What If...

The pastor's words hit me with a special kind of force as syllables come from the lips of one who has sat with God and he's telling us all about the doubts of Thomas and what it means to be blessed when you don't see yet believe.  He talks about the patience of Jesus as He showed his skeptical disciple his scars and taught him a lesson in faith. 

But then, he points out something profound: even after Jesus had risen from the dead, the wounds still remained. After all, he did tell Thomas to put his finger into His side and to touch the holes in His hands. The pastor notes one would naturally think that, after having been resurrected, His earthly body would've been wound-free...but it wasn't. The wounds were still there as proof that He had survived. That He had overcome. That those who crucified Him didn't have the last word. That Love won. That He really and truly was alive. 
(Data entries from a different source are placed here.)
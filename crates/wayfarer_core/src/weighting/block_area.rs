use fxhash::FxHashSet;
use serde::{Deserialize, Serialize};

use crate::{
    constants::{MAX_DURATION, MAX_WEIGHT},
    geopoint::{BBox, GeoPoint},
    graph::EdgeState,
    location_index::LocationIndex,
    types::EdgeId,
};

use super::{Milliseconds, Weight, Weighting};

#[derive(Clone, Debug, PartialEq, Serialize, Deserialize)]
#[serde(tag = "type", rename_all = "snake_case")]
pub enum BlockShape {
    /// Radius in meters
    Circle { center: GeoPoint, radius: f64 },
    Rect(BBox),
}

/// Set of base graph edges that must not be traveled
#[derive(Clone, Debug, Default)]
pub struct BlockArea {
    edges: FxHashSet<EdgeId>,
}

impl BlockArea {
    pub fn new() -> Self {
        Self::default()
    }

    pub fn from_shapes(index: &LocationIndex, shapes: &[BlockShape]) -> Self {
        let mut area = Self::new();
        for shape in shapes {
            area.add_shape(index, shape);
        }
        area
    }

    pub fn add_shape(&mut self, index: &LocationIndex, shape: &BlockShape) {
        let edges = match shape {
            BlockShape::Circle { center, radius } => index.edges_in_circle(center, *radius),
            BlockShape::Rect(bbox) => index.edges_in_bbox(bbox),
        };
        self.edges.extend(edges);
    }

    pub fn add_edge(&mut self, edge: EdgeId) {
        self.edges.insert(edge);
    }

    pub fn contains(&self, edge: EdgeId) -> bool {
        self.edges.contains(&edge)
    }

    pub fn len(&self) -> usize {
        self.edges.len()
    }

    pub fn is_empty(&self) -> bool {
        self.edges.is_empty()
    }
}

/// Forbids the edges of a [`BlockArea`], virtual edges through the edge they split
pub struct BlockAreaWeighting<W: Weighting> {
    inner: W,
    area: BlockArea,
}

impl<W: Weighting> BlockAreaWeighting<W> {
    pub fn new(inner: W, area: BlockArea) -> Self {
        Self { inner, area }
    }

    pub fn area(&self) -> &BlockArea {
        &self.area
    }
}

impl<W: Weighting> Weighting for BlockAreaWeighting<W> {
    fn name(&self) -> &str {
        self.inner.name()
    }

    fn calc_edge_weight(&self, edge: &EdgeState, reverse: bool) -> Weight {
        if self.area.contains(edge.original_edge) {
            return MAX_WEIGHT;
        }
        self.inner.calc_edge_weight(edge, reverse)
    }

    fn calc_edge_millis(&self, edge: &EdgeState, reverse: bool) -> Milliseconds {
        if self.area.contains(edge.original_edge) {
            return MAX_DURATION;
        }
        self.inner.calc_edge_millis(edge, reverse)
    }
}
use std::{
    fs::File,
    io::{BufRead, BufReader},
    path::Path,
};

use tracing::debug;

use crate::{
    error::SuggestionError,
    geopoint::{BBox, GeoPoint},
    types::NodeId,
};

/// Suggested points farther than this from every road are unresolved
pub const SUGGESTION_MAX_DISTANCE: f64 = 5_000.0;

const BBOX_PREFIX: &str = "#BBOX:";

/// Finds the graph node closest to a coordinate
pub trait NodeLocator {
    fn closest_node(&self, point: &GeoPoint, max_distance: f64) -> Option<NodeId>;
}

/// Landmarks picked by hand for the subnetwork whose start node lies in
/// `bbox`
#[derive(Clone, Debug, PartialEq)]
pub struct LandmarkSuggestion {
    pub nodes: Vec<NodeId>,
    pub bbox: BBox,
}

impl LandmarkSuggestion {
    pub fn new(nodes: Vec<NodeId>, bbox: BBox) -> Self {
        Self { nodes, bbox }
    }

    pub fn from_file<L: NodeLocator>(
        path: impl AsRef<Path>,
        locator: &L,
    ) -> Result<Self, SuggestionError> {
        let path = path.as_ref();
        debug!("Reading landmark suggestions from {}", path.display());
        let file = File::open(path)?;
        Self::parse(BufReader::new(file), locator, SUGGESTION_MAX_DISTANCE)
    }

    /// Reads one `longitude,latitude` pair per line. A `#BBOX:` line sets the
    /// box, which grows to contain every point.
    pub fn parse<R: BufRead, L: NodeLocator>(
        reader: R,
        locator: &L,
        max_distance: f64,
    ) -> Result<Self, SuggestionError> {
        let mut bbox = BBox::inverse();
        let mut nodes = Vec::new();
        let mut unresolved = Vec::new();

        for (index, line) in reader.lines().enumerate() {
            let line = line?;
            let trimmed = line.trim();
            let invalid_line = || SuggestionError::InvalidLine {
                line: index + 1,
                content: line.clone(),
            };

            if let Some(values) = trimmed.strip_prefix(BBOX_PREFIX) {
                let values = parse_numbers(values).ok_or_else(invalid_line)?;
                let [min_lat, min_lng, max_lat, max_lng] = values[..] else {
                    return Err(invalid_line());
                };
                bbox = BBox::new(min_lat, min_lng, max_lat, max_lng);
                continue;
            }

            if trimmed.chars().next().is_none_or(char::is_alphabetic) {
                continue;
            }

            let values = parse_numbers(trimmed).ok_or_else(invalid_line)?;
            let [lng, lat] = values[..] else {
                return Err(invalid_line());
            };

            let point = GeoPoint::new(lat, lng);
            bbox.extend(&point);
            match locator.closest_node(&point, max_distance) {
                Some(node) if !nodes.contains(&node) => nodes.push(node),
                Some(_) => {}
                None => unresolved.push((lng, lat)),
            }
        }

        if !unresolved.is_empty() {
            return Err(SuggestionError::UnresolvedPoints(unresolved));
        }

        debug!("Parsed {} landmark suggestions", nodes.len());
        Ok(Self { nodes, bbox })
    }
}

fn parse_numbers(values: &str) -> Option<Vec<f64>> {
    values
        .split(',')
        .map(|value| value.trim().parse::<f64>().ok())
        .collect()
}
And suddenly, a question comes to my mind, and I sit on it the rest of the day... 

What if the wounds remain?

Sometimes, I think we all believe that healing looks like getting as wound-free as possible. After all, there are surgeons specifically designed to do procedures that beautify scars so that a person can feel as closely back to normal as they once were. We don't like to have scars. Because they symbolize to us where something went wrong. Be they internal or external, we know we didn't come into the world with them and there's a part of us that doesn't want to accept their presence. And so we look for ways to eliminate them or at least fade them to some degree. 
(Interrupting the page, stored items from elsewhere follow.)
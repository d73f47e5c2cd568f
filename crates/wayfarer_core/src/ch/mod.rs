mod ch_config;
mod ch_query;
mod ch_storage;
mod node_contractor;
mod node_ordering;
mod preparation;
mod preparation_graph;
mod priority_queue;
mod routing_ch_graph;
mod witness_search;

pub use ch_config::CHConfig;
pub use ch_query::{CHEntry, CHMeeting, CHQuery};
pub use ch_storage::{CHShortcut, CHStorage, SHORTCUT_BACKWARD, SHORTCUT_FORWARD};
pub use preparation::CHPreparation;
pub use routing_ch_graph::{CHEdge, CHEdgeId, QueryRoutingCHGraph, RoutingCHGraph};
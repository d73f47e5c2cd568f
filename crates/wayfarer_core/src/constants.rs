use crate::weighting::{Milliseconds, Weight};

pub const INVALID_NODE: usize = usize::MAX;
pub const INVALID_EDGE: usize = usize::MAX;

pub const MAX_WEIGHT: Weight = f64::INFINITY;
pub const MAX_DURATION: Milliseconds = u64::MAX;

/// Marker stored in the paged files for "no edge"
pub(crate) const NO_EDGE_REF: i32 = -1;

pub(crate) const EARTH_RADIUS_METERS: f64 = 6_371_000.0;

/// Seconds added to the weight per kilometer, favors shorter routes of equal duration
pub(crate) const DISTANCE_INFLUENCE: f64 = 70.0;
And I often wonder if we don't look at spiritual renewal much the same way - we expect it's going to be this process of blotting out our memories and our hearts from past hurts, past sins, and past failures until one day, we feel as though it has faded from our mind and soul and we no longer see it. But really... if God designed the memory to retain everything on some level, is it logical to assume that we won't remember the things that pained us the most or the times we blew it? Can a scar truly be wiped away? 

Perhaps Jesus, when He showed His resurrected self to His followers, tried to show us a new way of looking at the wounds we carry. Instead of proving that, post-resurrection, He was "good as new," what if He was trying to get us to see that we can still be raised to new life and fresh beginnings and yet carry the marks of where we've been? 

What if healing is about learning to say as He did, "Come, touch my wounds and see my story and believe that there is a God..." 

What if our journey to healing is incomplete unless we embrace the proof of our survival?

What if others can't see the Savior for who and what He really is unless they see His grace reflected in the imperfections we bear? 

What if the wound is actually where the Light gets in? 

Wounds, as aggravating as they are, may actually carry the real message of what the Gospel is all about: God allowing His own Son to be scarred because with those very wounds humanity is healed... the Divine being physically ripped apart so that eternal peace with the Father could become possible and available to all. 

There was no other way for salvation to find its way to all of us and, just maybe, there isn't another way for healing to find its way to us either. Because perhaps it all comes back to the simple truth that the wounded way is the healed way. That to be broken is to be ultimately made whole. That the things we most want to hide are actually the greatest testimony to the hand of God. 

Jesus stood in the midst of His shocked disciples and showed them His wounds as a sign that He had triumphed. Consider then that our way to witness, our way to mended-ness, is through the battle-marks we've acquired along the way. The things that show how we've fought and come through, how we've ached and hurt but still survived. 

It seems to me that asking ourselves what the wounds could tell, what the scars show is an unlikely yet honest place to arrive at. It is a place where God can meet us and identify with us and prove to us through His Son that there can be no rising without a dying, no overcoming without a test, and no healing without a hurt. 

Maybe it's time we stop trying to erase the past and bring it forward instead. Maybe it's time we quit attempting to wipe out the very thing that attests the most to the story God is writing in our lives. 

What if the wounds remain, friend? 

Is that really such a bad thing after all?